## Assignment:
Through the line that contains "literals in place", return the data below exactly, starting at its first line; leave the rest out.

(Collected data entries)
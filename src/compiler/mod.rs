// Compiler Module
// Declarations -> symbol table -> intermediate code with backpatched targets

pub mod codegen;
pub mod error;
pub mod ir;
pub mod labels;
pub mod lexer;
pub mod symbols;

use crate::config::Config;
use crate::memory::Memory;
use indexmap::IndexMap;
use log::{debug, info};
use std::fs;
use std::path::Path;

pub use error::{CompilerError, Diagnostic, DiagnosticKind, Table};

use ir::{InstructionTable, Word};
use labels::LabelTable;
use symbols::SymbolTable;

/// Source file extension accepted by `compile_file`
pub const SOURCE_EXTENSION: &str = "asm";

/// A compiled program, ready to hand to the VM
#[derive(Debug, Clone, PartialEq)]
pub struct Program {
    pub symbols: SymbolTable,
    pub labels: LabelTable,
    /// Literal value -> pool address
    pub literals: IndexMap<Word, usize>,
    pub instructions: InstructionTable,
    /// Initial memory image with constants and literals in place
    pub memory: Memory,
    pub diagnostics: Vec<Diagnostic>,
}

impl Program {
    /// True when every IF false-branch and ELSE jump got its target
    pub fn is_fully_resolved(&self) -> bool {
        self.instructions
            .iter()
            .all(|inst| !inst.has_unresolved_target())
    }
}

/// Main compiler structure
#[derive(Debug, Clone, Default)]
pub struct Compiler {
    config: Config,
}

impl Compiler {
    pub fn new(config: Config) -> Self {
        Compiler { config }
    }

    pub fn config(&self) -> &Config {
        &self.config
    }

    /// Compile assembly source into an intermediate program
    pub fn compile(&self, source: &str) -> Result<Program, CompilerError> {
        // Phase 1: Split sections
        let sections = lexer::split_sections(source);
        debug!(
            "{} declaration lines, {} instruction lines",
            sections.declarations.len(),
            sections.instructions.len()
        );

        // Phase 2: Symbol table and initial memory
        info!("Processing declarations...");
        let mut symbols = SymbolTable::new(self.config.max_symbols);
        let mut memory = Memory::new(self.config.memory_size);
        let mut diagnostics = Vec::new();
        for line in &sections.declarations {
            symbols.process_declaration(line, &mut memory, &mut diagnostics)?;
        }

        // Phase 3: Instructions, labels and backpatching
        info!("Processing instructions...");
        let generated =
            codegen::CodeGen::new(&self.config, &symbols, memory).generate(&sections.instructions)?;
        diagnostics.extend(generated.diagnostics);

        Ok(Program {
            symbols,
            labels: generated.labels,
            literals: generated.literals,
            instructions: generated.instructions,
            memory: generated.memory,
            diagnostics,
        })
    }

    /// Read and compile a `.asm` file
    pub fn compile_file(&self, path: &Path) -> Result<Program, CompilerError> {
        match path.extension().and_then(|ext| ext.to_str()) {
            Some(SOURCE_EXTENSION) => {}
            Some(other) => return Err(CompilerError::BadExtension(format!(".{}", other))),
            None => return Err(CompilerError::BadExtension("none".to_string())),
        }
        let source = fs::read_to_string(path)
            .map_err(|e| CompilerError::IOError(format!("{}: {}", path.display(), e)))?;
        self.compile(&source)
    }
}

## Task result:
filename src/compiler/mod.rs
// Compiler Module
// Declarations -> symbol table -> intermediate code with backpatched targets

pub mod codegen;
pub mod error;
pub mod ir;
pub mod labels;
pub mod lexer;
pub mod symbols;

use crate::config::Config;
use crate::memory::Memory;
use indexmap::IndexMap;
use log::{debug, info};
use std::fs;
use std::path::Path;

pub use error::{CompilerError, Diagnostic, DiagnosticKind, Table};

use ir::{InstructionTable, Word};
use labels::LabelTable;
use symbols::SymbolTable;

/// Source file extension accepted by `compile_file`
pub const SOURCE_EXTENSION: &str = "asm";

/// A compiled program, ready to hand to the VM
#[derive(Debug, Clone, PartialEq)]
pub struct Program {
    pub symbols: SymbolTable,
    pub labels: LabelTable,
    /// Literal value -> pool address
    pub literals: IndexMap<Word, usize>,
    pub instructions: InstructionTable,
    /// Initial memory image with constants and literals in place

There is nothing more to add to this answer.